2.There’s a lot of pressure to do things perfectly. You won’t, and that’s okay.

We’ve been immersed in the positive-reinforcement dog training environment for months now, starting with one-on-one training for our rescue dogs and now in puppy kindergarten with Sunday. Parents are bombarded with expert advice telling us that if we just feed our kids the right foods/use the right sorts of behavior-modification techniques/manage the right sort of household/make sure our kids have the right sort of friends/enroll them in the right kind and amount of activities, etc., then our kids will be well-behaved, healthy, well-adjusted, and productive. Dog owners are likewise bombarded with messages that if we are 100 percent consistent with the right training techniques, our dog will be well-behaved, healthy, well-adjusted, and productive.

We have gotten tons of great training advice that is certainly helping us to mold Sunday into a cooperative and pleasant family member. But here’s what I’ve realized: I am a good parent, but I’m not a perfect parent. I can’t and I won’t do everything I possibly can at 100 percent capacity at every moment in parenting my children. Sometimes I’m not consistent with consequences and expectations. Sometimes I don’t feed them the healthiest food I could feed them. Sometimes I say the wrong thing. Sometimes I choose to do something for myself instead of with or for my kids. Likewise, I am a responsible dog owner, but not a perfect one. I put up with some not-great behaviors from Sunday, or correct her inconsistently. To socialize Sunday, I will take her to the kids’ swimming lessons or to pick them up from school, but I won’t (as one vet told me I should) go hang out in the Home Depot parking lot and ask random passers-by if I can introduce them to my dog. I will use positive reinforcement as our main mode of training, but I’ll also shake a can of pennies to give her a little scare when she’s chewing on the rug (again).

I’m not a perfect parent or a perfect dog owner. I don’t have perfect kids and I won’t have a perfect dog. In being a parent and being a dog owner, I’m always deciding what my priorities are, what I need to let go of to maintain my own sanity, and figuring all of this out in the midst of chaotic family life where things rarely happen the way the experts say they will or should.

3. If you’re not a “dog person,” you shouldn’t get a puppy.

While guiding a puppy toward good adult dog behaviors is faster and easier than raising a child from newborn to young adult, these early months are enough like having a new baby in the house to require some serious self-sacrifice on the part of the whole family, and particularly the dog’s primary caregiver. If I didn’t love dogs, frankly, the time, effort, and frustration involved would not be worth it.

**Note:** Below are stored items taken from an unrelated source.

//! Format-only payment validation.
//!
//! The gate checks shapes, not funds: card number, expiry, and CVV must
//! match fixed digit patterns. There is no gateway behind it.

use crate::error::BookingError;
use serde::{Deserialize, Serialize};

/// Card details captured by the payment form.
#[derive(Clone, Debug, PartialEq, Eq, Serialize, Deserialize)]
pub struct PaymentCard {
    /// Card number, expected to be exactly 16 digits
    pub number: String,
    /// Expiry in `MM/YY` form
    pub expiry: String,
    /// Verification value, expected to be exactly 3 digits
    pub cvv: String,
}

impl PaymentCard {
    /// Creates card details, trimming surrounding whitespace.
    #[must_use]
    pub fn new(number: &str, expiry: &str, cvv: &str) -> Self {
        Self {
            number: number.trim().to_string(),
            expiry: expiry.trim().to_string(),
            cvv: cvv.trim().to_string(),
        }
    }

    /// Checks the card number, expiry, and CVV formats.
    ///
    /// # Errors
    ///
    /// Returns [`BookingError::InvalidPaymentFormat`] if any field fails its
    /// pattern.
    pub fn validate(&self) -> Result<(), BookingError> {
        let valid =
            digits(&self.number, 16) && expiry_format(&self.expiry) && digits(&self.cvv, 3);
        if valid {
            Ok(())
        } else {
            Err(BookingError::InvalidPaymentFormat)
        }
    }
}

fn digits(text: &str, length: usize) -> bool {
    text.len() == length && text.bytes().all(|b| b.is_ascii_digit())
}

/// Two digits, a slash, two digits.
fn expiry_format(text: &str) -> bool {
    let bytes = text.as_bytes();
    bytes.len() == 5
        && bytes[0].is_ascii_digit()
        && bytes[1].is_ascii_digit()
        && bytes[2] == b'/'
        && bytes[3].is_ascii_digit()
        && bytes[4].is_ascii_digit()
}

Some people are “kid people”—people who naturally interact well with kids, and who go into professions such as teaching and pediatrics where they put their kid-centric skills to work. I am not a “kid person” in that way. But I’m a good mom. You don’t have to be a “kid person” to be a good and happy parent. But I do think you need to be a “dog person” to be a good and happy dog owner. A puppy simply doesn’t immediately inspire the kind of fierce loyalty and intimate knowledge that a new baby inspires in his or her parents, that feeling of, “I don’t know a whole lot about you yet, but I know you are mine and I will do whatever I must and whatever I can to protect and nurture you” that we have for our children.

My kids and my husband have wanted a dog for a while. I like the idea of my kids growing up with a dog as I did. But the bottom line is that, because I’m home most of the time and am therefore the primary caretaker of all things and creatures in our household, I wouldn’t have said “yes” to Sunday if I didn’t love dogs. Which I do. I love dogs. And I love our dog. And I think the Dollars have finally found our family pooch.